Task → The entries below are to be returned exactly. Include all of them.
[Opening Extracted entries section]
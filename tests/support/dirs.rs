use std::path::{Path, PathBuf};

use anyhow::Result;
use tempfile::TempDir;

use condproxy::proxy::cache::CacheKey;

pub struct TestDirs {
    _temp: TempDir,
    pub config_dir: PathBuf,
    pub cache_dir: PathBuf,
}

impl TestDirs {
    pub fn new() -> Result<Self> {
        let temp = TempDir::new()?;
        let workspace = temp.path();
        let config_dir = workspace.join("config");
        std::fs::create_dir_all(&config_dir)?;
        let cache_dir = workspace.join("cache");

        Ok(Self {
            _temp: temp,
            config_dir,
            cache_dir,
        })
    }

    pub fn config_path(&self) -> PathBuf {
        self.config_dir.join("condproxy.toml")
    }

    pub fn write_config(&self, contents: &str) -> Result<PathBuf> {
        let path = self.config_path();
        std::fs::write(&path, contents)?;
        Ok(path)
    }

    /// Path of the cache file holding the entry for `url`.
    pub fn cache_file(&self, url: &str) -> PathBuf {
        cache_file_in(&self.cache_dir, url)
    }

    pub fn cache_entries(&self) -> Result<Vec<PathBuf>> {
        if !self.cache_dir.exists() {
            return Ok(Vec::new());
        }
        let mut entries = std::fs::read_dir(&self.cache_dir)?
            .map(|entry| entry.map(|e| e.path()))
            .collect::<std::io::Result<Vec<_>>>()?;
        entries.sort();
        Ok(entries)
    }
}

pub fn cache_file_in(cache_dir: &Path, url: &str) -> PathBuf {
    cache_dir.join(format!("{}.cache", CacheKey::for_url(url)))
}
use std::{future::Future, time::Duration};

use anyhow::{Context, Result, anyhow};
use tokio::time::{Instant, timeout};

/// Wraps `tokio::time::timeout`, converting elapsed deadlines and inner errors into contextual
/// `anyhow::Error` values for consistent diagnostics.
pub async fn timeout_with_context<F, T, E>(
    duration: Duration,
    future: F,
    context: impl Into<String>,
) -> Result<T>
where
    F: Future<Output = Result<T, E>>,
    E: std::error::Error + Send + Sync + 'static,
{
    let context = context.into();
    timeout(duration, future)
        .await
        .map_err(|_| anyhow!("timed out {context}"))?
        .with_context(|| format!("failed while {context}"))
}

/// Time left until `deadline`, or a "timed out" error once it has passed.
pub fn remaining_deadline(deadline: Instant, context: &str) -> Result<Duration> {
    deadline
        .checked_duration_since(Instant::now())
        .filter(|left| !left.is_zero())
        .ok_or_else(|| anyhow!("timed out {context}"))
}

/// True when the error chain came from an elapsed deadline rather than an I/O failure.
pub fn is_timeout(err: &anyhow::Error) -> bool {
    err.to_string().starts_with("timed out")
}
[Closing Extracted entries section]
Task solution →
filename tests/support/dirs.rs
use std::path::{Path, PathBuf};

use anyhow::Result;
use tempfile::TempDir;

use condproxy::proxy::cache::CacheKey;

pub struct TestDirs {
    _temp: TempDir,
    pub config_dir: PathBuf,
    pub cache_dir: PathBuf,
}

impl TestDirs {
    pub fn new() -> Result<Self> {
        let temp = TempDir::new()?;
        let workspace = temp.path();
        let config_dir = workspace.join("config");
        std::fs::create_dir_all(&config_dir)?;
        let cache_dir = workspace.join("cache");

        Ok(Self {
            _temp: temp,
            config_dir,
            cache_dir,
        })
    }

    pub fn config_path(&self) -> PathBuf {
        self.config_dir.join("condproxy.toml")
    }

    pub fn write_config(&self, contents: &str) -> Result<PathBuf> {
        let path = self.config_path();
        std::fs::write(&path, contents)?;
        Ok(path)
    }

    /// Path of the cache file holding the entry for `url`.
    pub fn cache_file(&self, url: &str) -> PathBuf {
        cache_file_in(&self.cache_dir, url)
    }

    pub fn cache_entries(&self) -> Result<Vec<PathBuf>> {
        if !self.cache_dir.exists() {
            return Ok(Vec::new());
        }
        let mut entries = std::fs::read_dir(&self.cache_dir)?
            .map(|entry| entry.map(|e| e.path()))
            .collect::<std::io::Result<Vec<_>>>()?;
        entries.sort();
        Ok(entries)
    }
}

pub fn cache_file_in(cache_dir: &Path, url: &str) -> PathBuf {
    cache_dir.join(format!("{}.cache", CacheKey::for_url(url)))
}
use std::{future::Future, time::Duration};

use anyhow::{Context, Result, anyhow};
use tokio::time::{Instant, timeout};

/// Wraps `tokio::time::timeout`, converting elapsed deadlines and inner errors into contextual
/// `anyhow::Error` values for consistent diagnostics.
pub async fn timeout_with_context<F, T, E>(
    duration: Duration,
    future: F,
    context: impl Into<String>,
) -> Result<T>
where
    F: Future<Output = Result<T, E>>,
    E: std::error::Error + Send + Sync + 'static,
{
    let context = context.into();
    timeout(duration, future)
        .await
        .map_err(|_| anyhow!("timed out {context}"))?
        .with_context(|| format!("failed while {context}"))
}

/// Time left until `deadline`, or a "timed out" error once it has passed.
pub fn remaining_deadline(deadline: Instant, context: &str) -> Result<Duration> {
    deadline
        .checked_duration_since(Instant::now())
        .filter(|left| !left.is_zero())
        .ok_or_else(|| anyhow!("timed out {context}"))
}

/// True when the error chain came from an elapsed deadline rather than an I/O failure.
pub fn is_timeout(err: &anyhow::Error) -> bool {
    err.to_string().starts_with("timed out")
}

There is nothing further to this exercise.